Q:What kind of data does Facebook get from these websites and apps? 

DB: Apps and websites that use our services, such as the Like button or Facebook Analytics, send us information to make their content and ads better. To understand more about how this happens, it helps to know how most websites and apps work. I’ll use websites as an example, but this generally applies to apps, too.

When you visit a site or app that uses our services, we receive information even if you’re logged out or don’t have a Facebook account. This is because other apps and sites don’t know who is using Facebook.

When you visit a website, your browser (for example Chrome, Safari or Firefox) sends a request to the site’s server. The browser shares your IP address so the website knows where on the internet to send the site content. The website also gets information about the browser and operating system (for example Android or Windows) you’re using because not all browsers and devices support the same features. It also gets cookies, which are identifiers that websites use to know if you’ve visited before. This can help with things like saving items in your shopping cart.

A website typically sends two things back to your browser: first, content from that site; and second, instructions for the browser to send your request to the other companies providing content or services on the site. So when a website uses one of our services, your browser sends the same kinds of information to Facebook as the website receives. We also get information about which website or app you’re using, which is necessary to know when to provide our tools.

This happens for any other service the site is using. For example, when you see a YouTube video on a site that’s not YouTube, it tells your browser to request the video from YouTube. YouTube then sends it to you.

Q:How does Facebook use the data it receives from other websites and apps? 

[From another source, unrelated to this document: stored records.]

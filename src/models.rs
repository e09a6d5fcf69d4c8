use chrono::{DateTime, Utc};
use serde::{Deserialize, Serialize};

use crate::error::ChainResult;
use crate::units::parse_quantity;

/// Block as returned by `eth_getBlockByNumber` / `eth_getBlockByHash` in the
/// hash-only transaction form.
#[derive(Debug, Clone, Serialize, Deserialize)]
#[serde(rename_all = "camelCase")]
pub struct RpcBlock {
    pub number: String,
    #[serde(default)]
    pub hash: Option<String>,
    #[serde(default)]
    pub parent_hash: Option<String>,
    pub timestamp: String,
    pub gas_used: String,
    pub gas_limit: String,
    #[serde(default)]
    pub base_fee_per_gas: Option<String>,
    #[serde(default)]
    pub miner: Option<String>,
    #[serde(default)]
    pub transactions: Vec<String>,
}

#[derive(Debug, Clone, Serialize, Deserialize)]
#[serde(rename_all = "camelCase")]
pub struct RpcTransaction {
    pub hash: String,
    pub from: String,
    #[serde(default)]
    pub to: Option<String>,
    pub value: String,
    pub gas: String,
    #[serde(default)]
    pub gas_price: Option<String>,
    pub input: String,
    pub nonce: String,
    #[serde(default)]
    pub block_number: Option<String>,
    #[serde(default)]
    pub block_hash: Option<String>,
    #[serde(default)]
    pub transaction_index: Option<String>,
}

#[derive(Debug, Clone, Serialize, Deserialize)]
#[serde(rename_all = "camelCase")]
pub struct RpcLog {
    pub address: String,
    #[serde(default)]
    pub topics: Vec<String>,
    pub data: String,
}

#[derive(Debug, Clone, Serialize, Deserialize)]
#[serde(rename_all = "camelCase")]
pub struct RpcReceipt {
    #[serde(default)]
    pub status: Option<String>,
    pub gas_used: String,
    #[serde(default)]
    pub logs: Vec<RpcLog>,
}

impl RpcReceipt {
    /// `Some(true)` for `0x1`, `Some(false)` for `0x0`, `None` for pre-Byzantium
    /// receipts without a status field.
    pub fn succeeded(&self) -> Option<bool> {
        self.status.as_deref().map(|s| s == "0x1")
    }
}

/// Parameters for `eth_call` and `eth_estimateGas`.
#[derive(Debug, Clone, Default, Serialize)]
#[serde(rename_all = "camelCase")]
pub struct CallRequest {
    #[serde(skip_serializing_if = "Option::is_none")]
    pub from: Option<String>,
    pub to: String,
    #[serde(skip_serializing_if = "Option::is_none")]
    pub value: Option<String>,
    #[serde(skip_serializing_if = "Option::is_none")]
    pub data: Option<String>,
    #[serde(skip_serializing_if = "Option::is_none")]
    pub gas: Option<String>,
}

impl CallRequest {
    /// Zero-value transfer used to probe gas pricing.
    pub fn zero_transfer(to: impl Into<String>) -> Self {
        Self {
            to: to.into(),
            value: Some("0x0".to_string()),
            ..Self::default()
        }
    }
}

#[derive(Debug, Clone, PartialEq, Serialize)]
pub struct BlockSummary {
    pub number: u64,
    pub timestamp: u64,
    pub gas_used: String,
    pub gas_limit: String,
    pub transactions: Vec<String>,
    pub transaction_count: usize,
}

impl TryFrom<RpcBlock> for BlockSummary {
    type Error = crate::error::ChainError;

    fn try_from(block: RpcBlock) -> ChainResult<Self> {
        let number = parse_quantity(&block.number)?;
        let timestamp = parse_quantity(&block.timestamp)?;
        Ok(Self {
            number,
            timestamp,
            gas_used: block.gas_used,
            gas_limit: block.gas_limit,
            transaction_count: block.transactions.len(),
            transactions: block.transactions,
        })
    }
}

#[derive(Debug, Clone, PartialEq, Serialize)]
pub struct ChainMetrics {
    pub block_height: u64,
    pub block_time_ms: f64,
    pub gas_price_gwei: f64,
    /// Transaction count of the latest block. This is a per-block figure, not
    /// a per-second rate.
    pub txs_in_latest_block: usize,
    /// Gas units of a zero-value transfer, when estimation succeeded.
    pub transfer_gas: Option<u64>,
    pub last_updated: DateTime<Utc>,
}

#[derive(Debug, Clone, Serialize)]
pub struct AddressSummary {
    pub address: String,
    pub balance_wei: String,
    pub balance_ether: f64,
    pub nonce: u64,
    pub is_contract: bool,
    pub code_size: usize,
}

#[derive(Debug, Clone, Serialize)]
pub struct TransactionDetail {
    pub transaction: RpcTransaction,
    pub value_ether: f64,
    pub gas_price_gwei: Option<f64>,
    pub receipt: Option<RpcReceipt>,
    pub pending: bool,
}

#[derive(Debug, Clone, Serialize)]
pub struct StorageSlot {
    pub slot: String,
    pub value: String,
}

#[derive(Debug, Clone, Serialize)]
pub struct ContractInfo {
    pub address: String,
    pub is_contract: bool,
    pub bytecode: String,
    pub code_size: usize,
    pub storage: Option<StorageSlot>,
}

#[derive(Debug, Clone, Serialize)]
pub struct PortfolioEntry {
    pub address: String,
    pub balance_ether: Option<f64>,
    pub error: Option<String>,
}

/// Block served by the indexer REST API, with full transaction objects.
#[derive(Debug, Clone, Serialize, Deserialize)]
pub struct IndexedBlock {
    pub number: u64,
    #[serde(default)]
    pub hash: Option<String>,
    #[serde(default)]
    pub timestamp: Option<u64>,
    #[serde(default)]
    pub transactions: Vec<IndexedTransaction>,
}

#[derive(Debug, Clone, Serialize, Deserialize)]
#[serde(rename_all = "camelCase")]
pub struct IndexedTransaction {
    pub hash: String,
    pub from: String,
    #[serde(default)]
    pub to: Option<String>,
    /// Wei, hex-encoded.
    pub value: String,
    #[serde(default)]
    pub gas_price: Option<String>,
}

#[derive(Debug, Clone, Serialize)]
pub struct LeaderboardEntry {
    pub address: String,
    pub tx_count: u64,
    pub total_value_ether: f64,
}

#[derive(Debug, Clone, Serialize)]
pub struct AddressActivity {
    pub block_number: u64,
    pub timestamp: Option<u64>,
    pub hash: String,
    pub from: String,
    pub to: Option<String>,
    pub value_ether: f64,
    pub outgoing: bool,
}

DB: Our privacy policy explains in detail what we do with the information we receive — and we just updated the policy to make it easier to read. There are three main ways in which Facebook uses the information we get from other websites and apps: providing our services to these sites or apps; improving safety and security on Facebook; and enhancing our own products and services. I’ll share a little more about each of these, but first I want to be clear: We don’t sell people’s data. Period.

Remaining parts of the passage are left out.